Episode 22 of The Walking Dead saw Pamela Milton (Laila Robins) embroiled in a rigged trial between herself and Eugene Porter (Josh McDermitt).
Eugene had previously been involved in recording a conversation between Pamela’s son, Sebastian (Teo Rapp-Olsson), and Max (Margot Bingham). This conversation was then played over a loudspeaker and threw a bad light on both Sebastian and his mother.
After the speech aired, walkers were released in the Commonwealth and caused the death of Sebastian.
Pamela blamed Eugene for all of this, even though he was not responsible for some of it.
During the trial, Eugene’s attorney, Yumiko (Eleanor Matsuura), spoke to Mercer (Michael James Shaw) about how he could possibly sway the proceedings and get Eugene exonerated.
He refused to help but, by the end of the episode, was the one who ended up saving Eugene.
Mercer comes to the rescue
Over several episodes, Mercer has been torn in regard to where his true alliance is.
Even his girlfriend, Princess (Paola Lázaro), ended up dumping him because she couldn’t stand the fact that he was standing by and letting bad things happen.

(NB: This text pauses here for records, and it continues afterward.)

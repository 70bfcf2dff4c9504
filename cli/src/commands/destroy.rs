//! `infracheck destroy <WORKSPACE_DIR>`: retry teardown of a retained workspace.

use std::path::PathBuf;

use anyhow::{Context, Result};
use clap::Args;

use crate::app::AppContext;
use crate::application::ports::ProgressReporter;
use crate::application::services::cleanup_service::destroy_retained;
use crate::application::services::{Destroyed, ProvisionFailure};
use crate::domain::report::{EXIT_LEAKED, EXIT_PASSED};
use crate::infra::state::RecordFile;
use crate::infra::workspace::TempWorkspaceProvider;
use crate::output::json::format_error;
use crate::output::reporter::{SilentReporter, TerminalReporter};

/// Arguments for the destroy command.
#[derive(Args)]
pub struct DestroyArgs {
    /// Retained workspace directory, as listed under LEAKED RESOURCES
    pub workspace: PathBuf,
}

/// Entry point for `infracheck destroy`.
///
/// A destroy that fails again exits with the leak code and keeps the
/// workspace on disk.
///
/// # Errors
///
/// Returns an error if the config cannot be loaded or the directory is not
/// a retained workspace.
pub async fn run(app: &AppContext, args: &DestroyArgs) -> Result<u8> {
    let root = std::path::absolute(&args.workspace)
        .with_context(|| format!("cannot resolve {}", args.workspace.display()))?;

    let result = if app.is_json() {
        destroy(app, &root, &SilentReporter).await
    } else {
        destroy(app, &root, &TerminalReporter::new(&app.output)).await
    };

    let destroyed = match result {
        Ok(destroyed) => destroyed,
        Err(e) if e.chain().any(|c| c.is::<ProvisionFailure>()) => {
            if app.is_json() {
                println!("{}", format_error(&format!("{e:#}"), "destroy_failed")?);
            } else {
                app.output.error(&format!("{e:#}"));
                app.output
                    .error(&format!("Workspace kept at {}", root.display()));
            }
            return Ok(EXIT_LEAKED);
        }
        Err(e) => return Err(e),
    };

    if app.is_json() {
        let doc = serde_json::json!({
            "workspace": root.display().to_string(),
            "destroyed": matches!(destroyed, Destroyed::Destroyed { .. }),
            "attempts": destroyed.attempt_count(),
        });
        println!(
            "{}",
            serde_json::to_string_pretty(&doc).context("JSON serialization failed")?
        );
    } else if destroyed == Destroyed::NothingToDestroy {
        app.output
            .info("Workspace was never initialised; nothing to destroy.");
    }
    Ok(EXIT_PASSED)
}

async fn destroy(
    app: &AppContext,
    root: &std::path::Path,
    reporter: &impl ProgressReporter,
) -> Result<Destroyed> {
    let config = app.load_config()?;
    let tool = app.terraform(&config);
    let workspaces = TempWorkspaceProvider::in_system_temp();
    destroy_retained(&tool, &RecordFile, &workspaces, reporter, &config, root).await
}
//! Command implementations

pub mod destroy;
pub mod run;
pub mod validate;
pub mod version;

His sister, Max, is also Eugene’s girlfriend, so the fact that he still kept backing the Commonwealth and Pamela seemed like a strange thing to do.

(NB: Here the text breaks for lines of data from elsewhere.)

//! Human-readable terminal renderer.

use std::path::Path;
use std::time::Duration;

use owo_colors::OwoColorize as _;

use crate::domain::{FailureKind, Scenario, StageOutcome, SuiteReport, TestResult};
use crate::output::OutputContext;

/// Renders domain types as human-readable terminal output using `OutputContext`.
pub struct HumanRenderer<'a> {
    ctx: &'a OutputContext,
}

impl<'a> HumanRenderer<'a> {
    /// Create a new `HumanRenderer` wrapping the given output context.
    #[must_use]
    pub fn new(ctx: &'a OutputContext) -> Self {
        Self { ctx }
    }

    /// Render the scenarios of a validated suite.
    pub fn render_suite(&self, path: &Path, scenarios: &[Scenario]) {
        self.ctx
            .success(&format!("{} is valid ({} scenarios)", path.display(), scenarios.len()));
        for scenario in scenarios {
            self.ctx.blank();
            self.ctx.header(&scenario.name);
            self.ctx.kv("dir:       ", &scenario.options.dir.display().to_string());
            if let Some(var) = &scenario.workspace_var {
                self.ctx.kv("id var:    ", var);
            }
            match &scenario.poll {
                Some(poll) => self.ctx.kv(
                    "poll:      ",
                    &format!(
                        "{} (up to {} probes, at most {} of waiting)",
                        poll.resource_output,
                        poll.max_attempts,
                        format_duration(poll.worst_case_wait())
                    ),
                ),
                None => self.ctx.kv("poll:      ", "not configured"),
            }
            self.ctx
                .kv("assertions:", &scenario.assertions.len().to_string());
            for assertion in &scenario.assertions {
                self.ctx.kv("           ", &assertion.describe());
            }
        }
    }

    /// Render a finished suite: one line per passing scenario, stage detail
    /// for failing ones, then leaked resources and a summary.
    pub fn render_report(&self, report: &SuiteReport) {
        self.ctx.blank();
        self.ctx.header("Results");
        for result in &report.results {
            self.render_result(result);
        }

        let leaked: Vec<&TestResult> = report.cleanup_failures().collect();
        if !leaked.is_empty() {
            self.ctx.alarm("LEAKED RESOURCES");
            for result in leaked {
                let location = result.retained_workspace.as_ref().map_or_else(
                    || "workspace not retained".to_string(),
                    |p| format!("state retained at {}", p.display()),
                );
                self.ctx.error(&format!(
                    "{} ({}): {location}",
                    result.scenario,
                    result.workspace_id.as_deref().unwrap_or("no workspace"),
                ));
                self.ctx.error(&format!("    {}", stage_summary(&result.destroy)));
                if let Some(path) = &result.retained_workspace {
                    self.ctx
                        .error(&format!("    retry with: infracheck destroy {}", path.display()));
                }
            }
        }

        self.ctx.blank();
        let passed = report.results.len() - report.failed_count();
        let summary = format!(
            "{passed} passed, {} failed, {} leaked in {}",
            report.failed_count(),
            report.cleanup_failures().count(),
            format_duration(report.duration)
        );
        if report.passed() {
            self.ctx.success(&summary);
        } else {
            self.ctx.warn(&summary);
        }
    }

    fn render_result(&self, result: &TestResult) {
        let line = format!(
            "{} ({})",
            result.scenario.style(self.ctx.styles.scenario),
            format_duration(result.duration)
        );
        if result.passed() {
            self.ctx.success(&line);
            return;
        }
        self.ctx.warn(&line);
        self.ctx.kv("    apply:  ", &stage_summary(&result.apply));
        self.ctx.kv("    poll:   ", &stage_summary(&result.poll));
        if result.assertions.is_empty() {
            self.ctx.kv("    assert: ", assertions_placeholder(result));
        } else {
            let failed = result.assertions.iter().filter(|a| !a.passed).count();
            self.ctx.kv(
                "    assert: ",
                &format!("{failed} of {} failed", result.assertions.len()),
            );
            for outcome in result.assertions.iter().filter(|a| !a.passed) {
                self.ctx.kv(
                    "            ",
                    &format!(
                        "{}: {}",
                        outcome.description,
                        outcome.message.as_deref().unwrap_or("failed")
                    ),
                );
            }
        }
        self.ctx.kv("    destroy:", &stage_summary(&result.destroy));
    }
}

fn assertions_placeholder(result: &TestResult) -> &'static str {
    let verified = result.apply.is_passed()
        && matches!(
            result.poll,
            StageOutcome::Passed { .. } | StageOutcome::NotConfigured
        );
    if verified { "none configured" } else { "skipped" }
}

/// One-line description of a stage outcome. Failure messages are kept
/// verbatim.
#[must_use]
pub fn stage_summary(outcome: &StageOutcome) -> String {
    match outcome {
        StageOutcome::Passed { attempts } => match attempts {
            0 => "passed (nothing to do)".to_string(),
            1 => "passed".to_string(),
            n => format!("passed after {n} attempts"),
        },
        StageOutcome::Failed {
            kind,
            message,
            attempts,
        } => {
            let label = kind_label(*kind);
            if *attempts > 0 {
                format!("failed [{label}, {attempts} attempts]: {message}")
            } else {
                format!("failed [{label}]: {message}")
            }
        }
        StageOutcome::Skipped => "skipped".to_string(),
        StageOutcome::NotConfigured => "not configured".to_string(),
    }
}

fn kind_label(kind: FailureKind) -> &'static str {
    match kind {
        FailureKind::TransientExhausted => "transient, retries exhausted",
        FailureKind::Permanent => "permanent",
        FailureKind::Workspace => "workspace",
        FailureKind::MissingOutput => "missing output",
        FailureKind::ReadinessTimeout => "readiness timeout",
        FailureKind::Deadline => "deadline",
        FailureKind::Cancelled => "cancelled",
        FailureKind::Panicked => "panicked",
        FailureKind::Cleanup => "cleanup",
    }
}

/// Compact duration: `1h 5m`, `4m 10s`, `12s` or `850ms`.
#[must_use]
pub fn format_duration(d: Duration) -> String {
    let secs = d.as_secs();
    let hours = secs / 3600;
    let minutes = (secs % 3600) / 60;
    let seconds = secs % 60;
    if hours > 0 {
        format!("{hours}h {minutes}m")
    } else if minutes > 0 {
        format!("{minutes}m {seconds}s")
    } else if secs > 0 {
        format!("{secs}s")
    } else {
        format!("{}ms", d.as_millis())
    }
}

Doubling down, it really looked like Mercer would not come through, but as Eugene is being led to his death after the trial, it is Mercer who turns up and frees Eugene, declaring that it was “time to f**k s**t up.”
However, that line was never meant to make the final cut.
Mercer’s line was not supposed to be in Episode 22
Mercer finally decided it was time to shake things up with Pamela and the Commonwealth when he made his potty-mouth announcement to Eugene.
However, according to Entertainment Weekly, this line was not even scripted.
“So that was not originally the line,” The Walking Dead showrunner Angela Kang told EW.
“…That was just a free take that Michael did for fun and nobody thought we’d use it. But my editor had put it in the cut that he and the director [Rose Troche] did. And I was like, ‘We should just check the scripted takes, just in case.’ And, by far, that was the coolest, best take. And we’re like, ‘Let’s just use it. Why not?'”
So, what was the real line?
According to Kang, the line that was supposed to be used was actually, “Time to take this place!”
And, as pointed out by the showrunner, it just doesn’t quite have the same punch as Shaw’s unscripted line.
The Walking Dead airs every Sunday night at 9/8c on AMC.